Non-Invasive Tracking of Genome-Corrected iPS cells in ALS

对 ALS 中基因组校正的 iPS 细胞进行无创追踪

• 批准号: 10447292
• 负责人: Jeff W. Bulte
• 金额: $ 46.72万
• 依托单位: JOHNS HOPKINS UNIVERSITY
• 依托单位国家: 美国
• 财政年份: 2019
• 资助国家: 美国
• 起止时间: 2019-09-01 至 2023-07-31
• 项目状态: 已结题
• 来源: https://reporter.nih.gov/project-details/10447292
• 关键词: Non; Invasive; Tracking; Genome; Corrected

The use of gene-edited stem cells and in particular patient-derived iPSCs for cell replacement therapy is an appealing approach for genetic correction of a disease-associated gene mutation. If such therapies are pursued in future patients, it would be highly desirable to have non-invasive cell tracking techniques available that can report longitudinally on the distribution and survival of transplanted cells, in order to better understand their fate in vivo and to optimize personalized therapies. We have chosen amyotrophic lateral sclerosis (ALS), a devastating disease with near 100% mortality as an example of a target disease, in which loss of motor neurons is a key event leading to muscle paralysis. For familial forms of ALS, mutations in the gene superoxide dismutase 1 (SOD1) are known to be a causative factor for disease development. In this proposal, we aim to apply two novel experimental imaging modalities (MPI and PSMA-targeted 18F-DCFPyL PET) in conjunction with a clinically emerging technique (1H MRI) to answer several basic questions associated with the efficacy and safety of genome-edited cell therapy. These are complementary techniques, where MPI and PSMA- targeted 18F-DCFPyL PET can report on the whole-body distribution of administered cells, whereas MRI can report on real-time homing and immediate retention of cells. This three-pronged approach of imaging the same cell (labeled with SPIO for MPI and MRI, and 18F-DCFPyL for PET) will be applied for tracking of patient- derived native (39b-SOD1+/AV4) and genome-corrected (39b-SOD1+/+) iPSCs, with and without differentiation into motor neurons, in a transgenic SOD1G37R mouse model of ALS. Intra-arterial injection, an emerging cell delivery route, will be used to study the feasibility of real-time image-guided cell injections aimed at obtaining a more global cerebral cell distribution, while intraparenchymal injection in the spinal cord will be applied as a clinically effective delivery technique to deliver cells locally at the site of impaired motor neurons. If successful, this example imaging application of genome-corrected cells in ALS may encourage the use of MPI, MRI, and/or PMSA-based PET imaging to interrogate the fate of cells in other disease scenarios in vivo.

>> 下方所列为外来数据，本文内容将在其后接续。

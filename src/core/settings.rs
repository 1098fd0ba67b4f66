//! Layered resolution of session settings.
//!
//! Explicit arguments win over environment variables, which win over unset.
//! The environment is passed in as a snapshot so resolution stays a pure
//! function and tests never have to mutate the process environment.

use std::collections::HashMap;

use once_cell::sync::Lazy;
use regex::Regex;
use tracing::{debug, warn};

use super::{
    error::{OmlError, Result},
    target::CollectTarget,
};

pub const ENV_NAME: &str = "OML_NAME";
pub const ENV_DOMAIN: &str = "OML_DOMAIN";
pub const ENV_ID: &str = "OML_ID";
pub const ENV_COLLECT: &str = "OML_COLLECT";

/// Deprecated spelling of `OML_DOMAIN`.
pub const ENV_EXP_ID: &str = "OML_EXP_ID";
/// Deprecated spelling of `OML_COLLECT`.
pub const ENV_SERVER: &str = "OML_SERVER";

static APP_NAME_PATTERN: Lazy<Regex> = Lazy::new(|| {
    Regex::new(r"^[A-Za-z][A-Za-z0-9_]*$").expect("app name pattern is a valid regex")
});

/// Immutable snapshot of the environment variables the resolver consults.
#[derive(Debug, Clone, Default)]
pub struct Environment {
    vars: HashMap<String, String>,
}

impl Environment {
    /// Snapshots the current process environment.
    pub fn capture() -> Self {
        Self::from_pairs(std::env::vars())
    }

    /// An empty environment.
    pub fn empty() -> Self {
        Self::default()
    }

    pub fn from_pairs<I, K, V>(pairs: I) -> Self
    where
        I: IntoIterator<Item = (K, V)>,
        K: Into<String>,
        V: Into<String>,
    {
        Environment {
            vars: pairs
                .into_iter()
                .map(|(k, v)| (k.into(), v.into()))
                .collect(),
        }
    }

    /// Returns the variable if it is set to a non-empty value.
    pub fn get(&self, key: &str) -> Option<&str> {
        self.vars
            .get(key)
            .map(String::as_str)
            .filter(|v| !v.is_empty())
    }

    fn get_with_fallback(&self, key: &str, deprecated: &str) -> Option<String> {
        if let Some(value) = self.get(key) {
            return Some(value.to_string());
        }
        self.get(deprecated).map(|value| {
            warn!("{} is deprecated; please use {} instead", deprecated, key);
            value.to_string()
        })
    }
}

/// Values supplied explicitly by the embedding application.
#[derive(Debug, Clone, Default, PartialEq, Eq)]
pub struct SessionArgs {
    pub app_name: Option<String>,
    pub domain: Option<String>,
    pub node: Option<String>,
    pub collect: Option<String>,
}

impl SessionArgs {
    pub fn new(app_name: impl Into<String>) -> Self {
        SessionArgs {
            app_name: Some(app_name.into()),
            ..Default::default()
        }
    }

    pub fn domain(mut self, domain: impl Into<String>) -> Self {
        self.domain = Some(domain.into());
        self
    }

    pub fn node(mut self, node: impl Into<String>) -> Self {
        self.node = Some(node.into());
        self
    }

    pub fn collect(mut self, uri: impl Into<String>) -> Self {
        self.collect = Some(uri.into());
        self
    }
}

/// Fully resolved, immutable session configuration.
#[derive(Debug, Clone, PartialEq, Eq)]
pub struct SessionConfig {
    pub app_name: String,
    pub domain: Option<String>,
    pub node: Option<String>,
    /// `None` means disabled mode: protocol lines go to standard output.
    pub target: Option<CollectTarget>,
}

impl SessionConfig {
    /// Resolves explicit arguments against an environment snapshot.
    ///
    /// # Errors
    ///
    /// * `OmlError::Config` if no usable application name is found, or the
    ///   collection URI is malformed.
    /// * `OmlError::UnsupportedScheme` if the URI names a non-`tcp` scheme.
    pub fn resolve(args: SessionArgs, env: &Environment) -> Result<Self> {
        let app_name = match args.app_name {
            Some(name) => name,
            None => env
                .get(ENV_NAME)
                .map(str::to_string)
                .ok_or_else(|| OmlError::Config("no application name given".to_string()))?,
        };
        if app_name.is_empty() {
            return Err(OmlError::Config(
                "application name must not be empty".to_string(),
            ));
        }
        if !APP_NAME_PATTERN.is_match(&app_name) {
            return Err(OmlError::Config(format!(
                "invalid application name '{}'",
                app_name
            )));
        }

        let domain = non_empty(args.domain).or_else(|| env.get_with_fallback(ENV_DOMAIN, ENV_EXP_ID));
        let node = non_empty(args.node).or_else(|| env.get(ENV_ID).map(str::to_string));
        let target = non_empty(args.collect)
            .or_else(|| env.get_with_fallback(ENV_COLLECT, ENV_SERVER))
            .map(|uri| CollectTarget::parse(&uri))
            .transpose()?;

        debug!(
            app = %app_name,
            domain = ?domain,
            node = ?node,
            collect = ?target.as_ref().map(ToString::to_string),
            "Resolved session configuration"
        );

        Ok(SessionConfig {
            app_name,
            domain,
            node,
            target,
        })
    }

    /// True when no collection target is configured.
    pub fn is_disabled(&self) -> bool {
        self.target.is_none()
    }
}

fn non_empty(value: Option<String>) -> Option<String> {
    value.filter(|v| !v.is_empty())
}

使用基因编辑的干细胞，特别是患者来源的iPSC用于细胞替代疗法是一种有效的方法。 这是一种有吸引力的方法，用于疾病相关基因突变的遗传校正。如果这些疗法 在未来的患者中，非常希望有可用的非侵入性细胞跟踪技术， 可以纵向报告移植细胞的分布和存活情况， 它们在体内的命运和优化个性化治疗。我们选择了肌萎缩侧索硬化症（ALS）， 一种毁灭性的疾病，死亡率接近100%，作为目标疾病的一个例子，其中运动功能丧失 神经元是导致肌肉麻痹的关键事件。对于家族性ALS，基因超氧化物突变 已知SOD 1是疾病发展的致病因素。在本建议中，我们的目标是 联合应用两种新的实验成像模式（MPI和PSMA靶向18F-DCFPyL PET） 使用临床新兴技术（1H MRI）回答与疗效相关的几个基本问题 和基因组编辑细胞疗法的安全性。这些是互补的技术，其中MPI和PSMA- 靶向18F-DCFPyL PET可以报告所施用细胞的全身分布，而MRI可以 报告细胞的实时归巢和即时保留。这种三管齐下的成像方法 细胞（MPI和MRI用SPIO标记，PET用18F-DCFPyL标记）将用于跟踪患者- 衍生的天然（39 b-SOD 1 +/AV 4）和基因组校正的（39 b-SOD 1 +/+）iPSC，有和没有分化 在转基因SOD 1G 37 R ALS小鼠模型中，动脉内注射，一种新兴的细胞 输送途径，将用于研究实时图像引导细胞注射的可行性，旨在获得一个 更多的全球脑细胞分布，而脊髓实质内注射将作为一种治疗方法应用 临床上有效的递送技术，将细胞局部递送到受损的运动神经元部位。如果成功， ALS中基因组校正的细胞的该示例性成像应用可以鼓励使用MPI，MRI， 和/或基于PMSA的PET成像，以询问体内其它疾病情况下细胞的命运。